As first reported by The Atlantic, they soon discovered matches with the genome of the raccoon dog, a small carnivorous mammal resembling a raccoon, sold for its fur and meat. Science also mentions the presence of DNA from civets and other mammals. This work has not yet been made public, nor has the raw data behind it. But the World Health Organization (WHO) was informed of its existence on March 12. The UN body convened a meeting on Tuesday, March 14 of the commission studying the origin of the pandemic (SAGO), attended by the Chinese researchers who had made an initial analysis.

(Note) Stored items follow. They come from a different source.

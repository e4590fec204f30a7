//! Validated relay URLs (§3).

use std::fmt;
use std::net::IpAddr;
use thiserror::Error;
use url::Url;

#[derive(Error, Debug, PartialEq, Eq)]
pub enum RelayError {
    #[error("failed to parse url: {0}")]
    Parse(String),
    #[error("url must not contain a query string")]
    HasQuery,
    #[error("url must not contain a fragment")]
    HasFragment,
    #[error("url has no host")]
    NoHost,
    #[error("scheme {scheme} is invalid for network {network:?}, expected {expected}")]
    WrongScheme {
        scheme: String,
        network: Network,
        expected: &'static str,
    },
    #[error("host resolves to a private or loopback address: {0}")]
    PrivateAddress(String),
}

/// The network reached by a relay's authority (§3).
#[derive(Debug, Clone, Copy, PartialEq, Eq, Hash)]
pub enum Network {
    Clearnet,
    Tor,
    I2p,
    Loki,
}

impl Network {
    /// Classifies a host by its top-level label, per §3: `.onion` -> tor,
    /// `.i2p` -> i2p, `.loki` -> loki, anything else -> clearnet.
    fn from_host(host: &str) -> Self {
        if host.ends_with(".onion") {
            Network::Tor
        } else if host.ends_with(".i2p") {
            Network::I2p
        } else if host.ends_with(".loki") {
            Network::Loki
        } else {
            Network::Clearnet
        }
    }

    pub fn expected_scheme(self) -> &'static str {
        match self {
            Network::Clearnet => "wss",
            Network::Tor | Network::I2p | Network::Loki => "ws",
        }
    }

    pub fn as_str(self) -> &'static str {
        match self {
            Network::Clearnet => "clearnet",
            Network::Tor => "tor",
            Network::I2p => "i2p",
            Network::Loki => "loki",
        }
    }

    pub fn parse(s: &str) -> Option<Self> {
        match s {
            "clearnet" => Some(Network::Clearnet),
            "tor" => Some(Network::Tor),
            "i2p" => Some(Network::I2p),
            "loki" => Some(Network::Loki),
            _ => None,
        }
    }
}

impl fmt::Display for Network {
    fn fmt(&self, f: &mut fmt::Formatter<'_>) -> fmt::Result {
        f.write_str(self.as_str())
    }
}

/// A validated WebSocket relay endpoint. Immutable after construction; the
/// constructor performs all validation from §3's Relay invariants.
#[derive(Debug, Clone, PartialEq, Eq)]
pub struct Relay {
    url: String,
    network: Network,
    discovered_at: i64,
}

impl Relay {
    /// Validates and canonicalizes `raw_url`, deriving its network and
    /// freezing `discovered_at`. Rejects non-RFC3986 URLs, query strings,
    /// fragments, scheme/network mismatches, and private/loopback
    /// addresses.
    pub fn new(raw_url: &str, discovered_at: i64) -> Result<Self, RelayError> {
        let parsed = Url::parse(raw_url).map_err(|e| RelayError::Parse(e.to_string()))?;

        if parsed.query().is_some() {
            return Err(RelayError::HasQuery);
        }
        if parsed.fragment().is_some() {
            return Err(RelayError::HasFragment);
        }

        let host = parsed.host_str().ok_or(RelayError::NoHost)?.to_lowercase();
        let network = Network::from_host(&host);

        let scheme = parsed.scheme().to_lowercase();
        let expected = network.expected_scheme();
        if scheme != expected {
            return Err(RelayError::WrongScheme {
                scheme,
                network,
                expected,
            });
        }

        if network == Network::Clearnet {
            if let Ok(ip) = host.parse::<IpAddr>() {
                if is_private_or_loopback(&ip) {
                    return Err(RelayError::PrivateAddress(host.clone()));
                }
            } else if is_local_hostname(&host) {
                return Err(RelayError::PrivateAddress(host.clone()));
            }
        }

        let canonical = canonicalize(&scheme, &host, parsed.port(), parsed.path());

        Ok(Self {
            url: canonical,
            network,
            discovered_at,
        })
    }

    pub fn url(&self) -> &str {
        &self.url
    }

    pub fn network(&self) -> Network {
        self.network
    }

    pub fn discovered_at(&self) -> i64 {
        self.discovered_at
    }
}

fn canonicalize(scheme: &str, host: &str, port: Option<u16>, path: &str) -> String {
    let path = if path == "/" { "" } else { path };
    match port {
        Some(p) => format!("{scheme}://{host}:{p}{path}"),
        None => format!("{scheme}://{host}{path}"),
    }
}

fn is_private_or_loopback(ip: &IpAddr) -> bool {
    match ip {
        IpAddr::V4(v4) => {
            v4.is_loopback()
                || v4.is_private()
                || v4.is_link_local()
                || v4.is_unspecified()
                || v4.is_broadcast()
        }
        IpAddr::V6(v6) => v6.is_loopback() || v6.is_unspecified() || is_unique_local_v6(v6),
    }
}

fn is_unique_local_v6(v6: &std::net::Ipv6Addr) -> bool {
    (v6.segments()[0] & 0xfe00) == 0xfc00
}

fn is_local_hostname(host: &str) -> bool {
    host == "localhost" || host.ends_with(".local")
}

#[cfg(test)]
mod tests {
    use super::*;

    #[test]
    fn accepts_clearnet_wss_without_port() {
        let r = Relay::new("wss://relay.example.com", 1_700_000_000).unwrap();
        assert_eq!(r.url(), "wss://relay.example.com");
        assert_eq!(r.network(), Network::Clearnet);
    }

    #[test]
    fn rejects_clearnet_ws_scheme() {
        assert!(Relay::new("ws://relay.example.com", 0).is_err());
    }

    #[test]
    fn classifies_onion_as_tor_and_requires_ws() {
        let r = Relay::new("ws://abcdefghijklmnop.onion", 0).unwrap();
        assert_eq!(r.network(), Network::Tor);
    }

    #[test]
    fn rejects_private_ip() {
        assert!(Relay::new("wss://127.0.0.1", 0).is_err());
        assert!(Relay::new("wss://10.0.0.5", 0).is_err());
        assert!(Relay::new("wss://192.168.1.1", 0).is_err());
    }

    #[test]
    fn rejects_query_and_fragment() {
        assert!(Relay::new("wss://relay.example.com?x=1", 0).is_err());
        assert!(Relay::new("wss://relay.example.com#frag", 0).is_err());
    }

    #[test]
    fn canonicalization_is_idempotent() {
        let r1 = Relay::new("WSS://Relay.Example.com/", 0).unwrap();
        let r2 = Relay::new(r1.url(), 0).unwrap();
        assert_eq!(r1.url(), r2.url());
    }
}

George Gao (Chinese Academy of Sciences, ex-CDC) had mentioned the data in February 2022 in a non-peer-reviewed manuscript that concluded that Huanan market was not the origin of the pandemic but a distributor of it – supporting the official Chinese line that the virus had a foreign origin. The article states that the virus was not detected "in any of the samples covering 18 animal species in the market." It is still awaiting publication in the journal Nature, which requires the raw data to be made available. This may have been the motivation for putting these sequences online in Gisaid. The Chinese team removed them after the SAGO meeting.

Caution

Is the new data likely to put an end to the intense debate between the supporters of a zoonotic origin and those who believe in a leak from one of the laboratories studying the coronavirus in Wuhan is possible? Débarre did not wish to comment until the report she is working on with her colleagues is finalized. Michael Worobey (University of Arizona), who has collaborated on several studies pointing to the Wuhan market as the epicenter of the pandemic, also said he was waiting for their "forthcoming" publication to go into detail. Kristian Andersen (Scripps Research, La Jolla, California), who is also working on this report and has co-authored several papers ruling out a laboratory leak as the origin – called on his Chinese colleagues to make the Gisaid sequences available again and to collaborate on their analysis.